A amizade em Dom Bosco

Quinta, 13 Setembro 2012 10:02 Escrito por  José Augusto Abreu Aguiar
  Na relação de amizade de Dom Bosco com os seus contemporâneos podemos detectar o quanto o outro foi significativo na origem e aplicabilidade de seu sistema de educação. No outro, na relação desejada, Dom Bosco fundamentou grande parte de suas crenças.   Podemos refletir sobre a importância da amizade para a elaboração do sistema educativo de Dom Bosco a partir de três experiências e suas características: as amizades com padre João Melquior Calosso (1829), com Luís Comollo (1832) e com Tiago Levi-Jonas (início da década de 30 do século XIX). Os encontros com esses três personagens fundamentais são descritos no livro de Terésio Bosco: Dom Bosco, uma biografia nova (Editora Salesiana Dom Bosco, 1995).  

Perceber o outro

“João Bosco voltava de uma prédica de missionários. No caminho, Pe. Calosso percebe João só.

– Donde és, meu amigo?

– De Becchi. Fui à pregação dos missionários.

– O que é que terás tu compreendido, com toda aquela dose de latim!”

João Bosco, com toda a desenvoltura, repetiu ali, de cor, a prática inteira como se estivesse a lê-la num livro.

Através do encontro com padre Calosso, carregado de afetividade e acolhimento, Dom Bosco tece uma das maiores estratégias do seu projeto operativo:perceber o outro, isto é, acolhê-lo com o objetivo de estabelecer uma relação amigável entre o educador e o jovem. Relação de amizade, de confiabilidade e de aceitação.
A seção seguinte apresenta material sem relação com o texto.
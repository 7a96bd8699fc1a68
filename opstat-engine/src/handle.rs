//! Producer handle for submitting samples.

use std::net::Ipv4Addr;

use opstat_types::Observation;
use tokio::sync::mpsc;

use crate::error::{Error, Result};

/// One item on the ingestion queue.
#[derive(Debug, Clone, PartialEq)]
pub enum Sample {
    /// A completed operation.
    Observation(Observation),
    /// Add to a raw counter.
    Add { key: String, value: u64 },
    /// Overwrite a raw counter.
    Set { key: String, value: u64 },
    /// Add to a body matrix cell.
    Cell {
        row: String,
        column: String,
        value: u64,
    },
}

/// A cloneable handle for feeding the aggregator.
///
/// Obtain one from `Aggregator::submitter()` or `AggregatorHandle::submitter()`.
/// Every producer thread or task gets its own clone; samples from a single
/// submitter are applied in the order they were sent.
///
/// The blocking methods (`submit`, `push_stat`, `inc_stat`, `set_stat`,
/// `inc_cell`) park the calling thread while the queue is full. They panic
/// when called from inside an async context, so tasks should use
/// [`submit_async`](Self::submit_async) or [`send`](Self::send) instead.
///
/// # Example
///
/// ```rust,no_run
/// use opstat_engine::Aggregator;
/// use std::net::Ipv4Addr;
///
/// # fn main() -> opstat_engine::Result<()> {
/// let aggregator = Aggregator::builder().build()?;
/// let submitter = aggregator.submitter();
///
/// std::thread::spawn(move || {
///     submitter.push_stat("login", 12, Ipv4Addr::new(10, 0, 0, 1), 256, 0)
/// });
/// # Ok(())
/// # }
/// ```
#[derive(Clone)]
pub struct Submitter {
    pub(crate) tx: mpsc::Sender<Sample>,
}

impl Submitter {
    /// Submit an observation, blocking while the queue is full.
    pub fn submit(&self, observation: Observation) -> Result<()> {
        check_operation(&observation)?;
        self.blocking(Sample::Observation(observation))
    }

    /// Submit an observation, waiting for queue space.
    pub async fn submit_async(&self, observation: Observation) -> Result<()> {
        check_operation(&observation)?;
        self.send(Sample::Observation(observation)).await
    }

    /// Submit an observation given as its individual fields.
    ///
    /// The observation is upstream with in-degree accounting.
    pub fn push_stat(
        &self,
        operation: &str,
        delay_ms: u64,
        source: Ipv4Addr,
        payload: u64,
        code: i32,
    ) -> Result<()> {
        self.submit(Observation::new(operation, delay_ms, source, payload, code))
    }

    /// Add `value` to a named counter.
    pub fn inc_stat(&self, key: impl Into<String>, value: u64) -> Result<()> {
        self.blocking(Sample::Add {
            key: key.into(),
            value,
        })
    }

    /// Overwrite a named counter.
    pub fn set_stat(&self, key: impl Into<String>, value: u64) -> Result<()> {
        self.blocking(Sample::Set {
            key: key.into(),
            value,
        })
    }

    /// Add `value` to the body matrix cell at `row`/`column`.
    pub fn inc_cell(
        &self,
        row: impl Into<String>,
        column: impl Into<String>,
        value: u64,
    ) -> Result<()> {
        self.blocking(Sample::Cell {
            row: row.into(),
            column: column.into(),
            value,
        })
    }

    /// Queue any sample, waiting for queue space.
    pub async fn send(&self, sample: Sample) -> Result<()> {
        if let Sample::Observation(obs) = &sample {
            check_operation(obs)?;
        }
        self.tx.send(sample).await.map_err(|_| Error::Closed)
    }

    /// True once the aggregator has stopped.
    pub fn is_closed(&self) -> bool {
        self.tx.is_closed()
    }

    fn blocking(&self, sample: Sample) -> Result<()> {
        self.tx.blocking_send(sample).map_err(|_| Error::Closed)
    }
}

impl std::fmt::Debug for Submitter {
    fn fmt(&self, f: &mut std::fmt::Formatter<'_>) -> std::fmt::Result {
        f.debug_struct("Submitter")
            .field("capacity", &self.tx.capacity())
            .field("closed", &self.tx.is_closed())
            .finish()
    }
}

fn check_operation(observation: &Observation) -> Result<()> {
    if observation.operation.is_empty() {
        return Err(Error::EmptyOperation);
    }
    Ok(())
}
A amizade, na trajetória histórica de Dom Bosco, não abria mão da percepção do outro. Perceber o outro, para Dom Bosco, passou a significar uma atenção às pessoas concretas, acolhendo-as, compreendendo suas dificuldades e linguagens e estabelecendo um projeto que pudesse responder à situação (realidade) vivida por elas.
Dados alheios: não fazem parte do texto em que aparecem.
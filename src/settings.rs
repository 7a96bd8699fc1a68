//! Settings file loading.
//!
//! Settings come from an optional TOML file, overridden by `OPSTAT__`
//! prefixed environment variables (`OPSTAT__LOG__LEVEL=debug`).
//!
//! ```toml
//! interval = "60s"
//! queue_capacity = 1024
//!
//! [log]
//! level = "info"
//! path = "/var/log/opstat"
//! name_prefix = "svc"
//!
//! [thresholds]
//! delay_up = [100, 500, 1000]
//! timeout_ms = 3000
//!
//! [report]
//! rows = ["login", "query"]
//! error_rows = ["login"]
//! ```

use std::path::{Path, PathBuf};
use std::time::Duration;

use anyhow::{bail, Context, Result};
use config::{Config, Environment, File};
use opstat_engine::{Aggregator, LogLevel, Output, ReportLayout, SinkConfig, Thresholds};
use serde::Deserialize;

use crate::duration::parse_duration;

/// Top-level settings.
#[derive(Debug, Clone, PartialEq, Deserialize)]
#[serde(default)]
pub struct Settings {
    /// Report interval, e.g. "60s".
    pub interval: String,
    pub queue_capacity: usize,
    /// Emit one last report when the input ends.
    pub flush_on_exit: bool,
    pub log: LogSettings,
    pub thresholds: ThresholdSettings,
    pub report: ReportSettings,
}

impl Default for Settings {
    fn default() -> Self {
        Self {
            interval: "60s".to_string(),
            queue_capacity: 1024,
            flush_on_exit: true,
            log: LogSettings::default(),
            thresholds: ThresholdSettings::default(),
            report: ReportSettings::default(),
        }
    }
}

/// The `[log]` table: severity and the rotating report file.
#[derive(Debug, Clone, PartialEq, Deserialize)]
#[serde(default)]
pub struct LogSettings {
    pub level: String,
    /// Directory for the report log. Without it, reports go to `tracing`.
    pub path: Option<PathBuf>,
    pub name_prefix: String,
    pub filename: String,
    pub max_lines: u64,
    pub max_size: u64,
    pub max_days: u64,
}

impl Default for LogSettings {
    fn default() -> Self {
        Self {
            level: "info".to_string(),
            path: None,
            name_prefix: String::new(),
            filename: "stat.log".to_string(),
            max_lines: 100_000,
            max_size: 256 * 1024 * 1024,
            max_days: 7,
        }
    }
}

#[derive(Debug, Clone, PartialEq, Deserialize)]
#[serde(default)]
pub struct ThresholdSettings {
    pub delay_up: [u64; 3],
    pub timeout_ms: u64,
}

impl Default for ThresholdSettings {
    fn default() -> Self {
        let defaults = Thresholds::default();
        Self {
            delay_up: defaults.delay_up,
            timeout_ms: defaults.timeout_ms,
        }
    }
}

/// The `[report]` table: which items each report section shows.
#[derive(Debug, Clone, PartialEq, Deserialize)]
#[serde(default)]
pub struct ReportSettings {
    /// Extra header items, after `MsgIn` and `MsgOut`.
    pub head: Vec<String>,
    pub rows: Vec<String>,
    pub columns: Vec<String>,
    /// Extra tail items, after the in-degree byte counts.
    pub tail: Vec<String>,
    /// Operations that get a per-code error breakdown.
    pub error_rows: Vec<String>,
    pub address_errors: bool,
    /// Also write each report as JSON to this file.
    pub json_path: Option<PathBuf>,
}

impl Default for ReportSettings {
    fn default() -> Self {
        Self {
            head: Vec::new(),
            rows: Vec::new(),
            columns: Vec::new(),
            tail: Vec::new(),
            error_rows: Vec::new(),
            address_errors: true,
            json_path: None,
        }
    }
}

impl Settings {
    /// Load settings from `path` (if any) and the environment.
    pub fn load(path: Option<&Path>) -> Result<Self> {
        let mut builder = Config::builder();
        if let Some(path) = path {
            builder = builder.add_source(File::from(path));
        }
        let config = builder
            .add_source(
                Environment::with_prefix("OPSTAT")
                    .separator("__")
                    .try_parsing(true),
            )
            .build()
            .with_context(|| match path {
                Some(p) => format!("Failed to load settings from {}", p.display()),
                None => "Failed to load settings from the environment".to_string(),
            })?;

        config
            .try_deserialize()
            .context("Invalid settings")
    }

    /// Parse settings from a TOML string.
    pub fn from_toml(content: &str) -> Result<Self> {
        Config::builder()
            .add_source(File::from_str(content, config::FileFormat::Toml))
            .build()?
            .try_deserialize()
            .context("Invalid settings")
    }

    /// The report interval; reports count whole seconds, so fractions are rejected.
    pub fn interval(&self) -> Result<Duration> {
        let interval = parse_duration(&self.interval)
            .with_context(|| format!("Invalid interval: {}", self.interval))?;
        if interval.is_zero() {
            bail!("Interval must be greater than zero");
        }
        if interval.subsec_nanos() != 0 {
            bail!("Interval must be a whole number of seconds: {}", self.interval);
        }
        Ok(interval)
    }

    pub fn log_level(&self) -> Result<LogLevel> {
        self.log
            .level
            .parse()
            .with_context(|| format!("Invalid log level: {}", self.log.level))
    }

    pub fn thresholds(&self) -> Thresholds {
        Thresholds::new(self.thresholds.delay_up, self.thresholds.timeout_ms)
    }

    /// Check everything the engine would reject, before anything starts.
    pub fn validate(&self) -> Result<()> {
        self.interval()?;
        self.log_level()?;
        if self.queue_capacity == 0 {
            bail!("queue_capacity must be greater than zero");
        }
        self.thresholds().validate().context("Invalid [thresholds]")?;
        self.layout().validate().context("Invalid [report]")?;
        if self.log.path.is_some() {
            self.sink_config()?.validate().context("Invalid [log]")?;
        }
        Ok(())
    }

    fn sink_config(&self) -> Result<SinkConfig> {
        let dir = self.log.path.clone().unwrap_or_default();
        Ok(SinkConfig::new(dir, &self.log.name_prefix, &self.log.filename)
            .level(self.log_level()?)
            .max_lines(self.log.max_lines)
            .max_size(self.log.max_size)
            .max_days(self.log.max_days))
    }

    /// The report layout: the standard items plus everything configured.
    pub fn layout(&self) -> ReportLayout {
        let mut layout = ReportLayout::standard();
        for item in &self.report.head {
            layout.add_head_item(item.as_str());
        }
        for item in &self.report.rows {
            layout.add_row_item(item.as_str());
        }
        for item in &self.report.columns {
            layout.add_column_item(item.as_str());
        }
        for item in &self.report.tail {
            layout.add_tail_item(item.as_str());
        }
        layout.set_address_errors(self.report.address_errors);
        layout
    }

    /// Build an aggregator from these settings, ready to start.
    pub fn build_aggregator(&self) -> Result<Aggregator> {
        self.validate()?;
        let thresholds = self.thresholds();

        let mut builder = Aggregator::builder()
            .interval(self.interval()?)
            .queue_capacity(self.queue_capacity)
            .delay_thresholds(
                thresholds.delay_up[0],
                thresholds.delay_up[1],
                thresholds.delay_up[2],
            )
            .timeout(thresholds.timeout_ms)
            .layout(self.layout());

        builder = match self.log.path {
            Some(_) => builder.output(Output::log_file(self.sink_config()?)),
            None => builder.output(Output::tracing()),
        };
        if let Some(path) = &self.report.json_path {
            builder = builder.output(Output::json(path));
        }

        let mut aggregator = builder.build().context("Failed to build aggregator")?;
        for row in &self.report.error_rows {
            aggregator.register_error_row(row.as_str());
        }
        Ok(aggregator)
    }
}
O perceber o outro, em Dom Bosco, configurou-se então como a abertura para o reconhecimento dos valores e a aceitação da diversidade e das limitações dos jovens. Configurou-se como uma atitude, uma opção fundamental, que consolidaria o existir de relações positivas com as pessoas, com o ambiente, com a realidade e com o mundo.

 

Desenvolver o outro

A experiência de Dom Bosco com padre Calosso servirá de base para que, no futuro próximo, ele possa tecer o seu projeto operativo.
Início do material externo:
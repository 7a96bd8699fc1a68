//! The aggregator: setup, the consuming task, and its control handle.

use std::sync::Arc;
use std::time::{Duration, SystemTime, UNIX_EPOCH};

use opstat_types::Report;
use parking_lot::RwLock;
use tokio::sync::{mpsc, oneshot};
use tokio::task::JoinHandle;

use crate::config::Thresholds;
use crate::error::{Error, Result};
use crate::handle::{Sample, Submitter};
use crate::layout::ReportLayout;
use crate::output::Output;
use crate::render::{build_report, render_text};
use crate::state::{keys, StatState};

const DEFAULT_INTERVAL: Duration = Duration::from_secs(60);
const DEFAULT_QUEUE_CAPACITY: usize = 1024;

/// Requests carried by the control channel.
#[derive(Debug)]
enum Control {
    Flush(oneshot::Sender<Report>),
    ClearAll,
    Inspect(oneshot::Sender<StatState>),
    Shutdown,
}

/// Collects observations and emits a report every interval.
///
/// An `Aggregator` is the setup phase: register report items and error rows,
/// hand out submitters, then call [`start`](Self::start). Starting consumes
/// the value, so the layout cannot change once samples are being applied.
///
/// # Example
///
/// ```rust,no_run
/// use opstat_engine::{Aggregator, Output};
/// use std::time::Duration;
///
/// #[tokio::main]
/// async fn main() -> opstat_engine::Result<()> {
///     let mut aggregator = Aggregator::builder()
///         .output(Output::tracing())
///         .interval(Duration::from_secs(10))
///         .build()?;
///
///     aggregator.add_row_item("login");
///     aggregator.register_error_row("login");
///
///     let handle = aggregator.start();
///     let submitter = handle.submitter();
///     // ... hand the submitter to producers ...
///
///     let state = handle.stop().await?;
///     println!("{} login requests in the last partial interval", state.get_stat("login"));
///     Ok(())
/// }
/// ```
#[derive(Debug)]
pub struct Aggregator {
    state: StatState,
    layout: ReportLayout,
    outputs: Vec<Output>,
    interval: Duration,
    samples_tx: mpsc::Sender<Sample>,
    samples_rx: mpsc::Receiver<Sample>,
}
Dom Bosco forjou, sem muitos escritos, uma pedagogia sustentada na opção preferencial pelos jovens, na preventividade, em um ambiente educativo de persuasão, na presença-assitência e na orientação vocacional. Sua pedagogia possuía à época (e continua possuindo) como finalidade a formação de “bons cristãos e honestos cidadãos”.

Sendo assim, a pedagogia de Dom Bosco passa a ter como característica fundamental a preocupação que o educador deve ter em oferecer situações positivas que permitam aos jovens elaborarem um projeto de vida sintonizado com a cidadania, com a autonomia promotora de protagonismos. Logo, sua pedagogia passou a possuir como foco a prevenção formativa e, de forma alguma, a preocupação com ações que estivessem, pura e simplesmente, voltadas para o impedimento do mal.

Por fim, de fundamental importância, Dom Bosco define a necessidade de uma presença constante junto ao jovem para que ele possa conhecer-se, aceitar-se, valorizar-se, realizar-se e optar por um projeto de vida identificado com a terra e o céu.

 

Relacionar-se com alegria

“Ninguém pode imaginar a minha alegria. Amava o Pe. Calosso como a um pai. Servia-o de boa vontade de todas as coisas. Aquele homem de Deus tinha-me um tal afeto que várias vezes me disse: ‘Não se preocupe com o futuro. Enquanto eu viver não deixarei faltar nada’. Estava plenamente feliz.”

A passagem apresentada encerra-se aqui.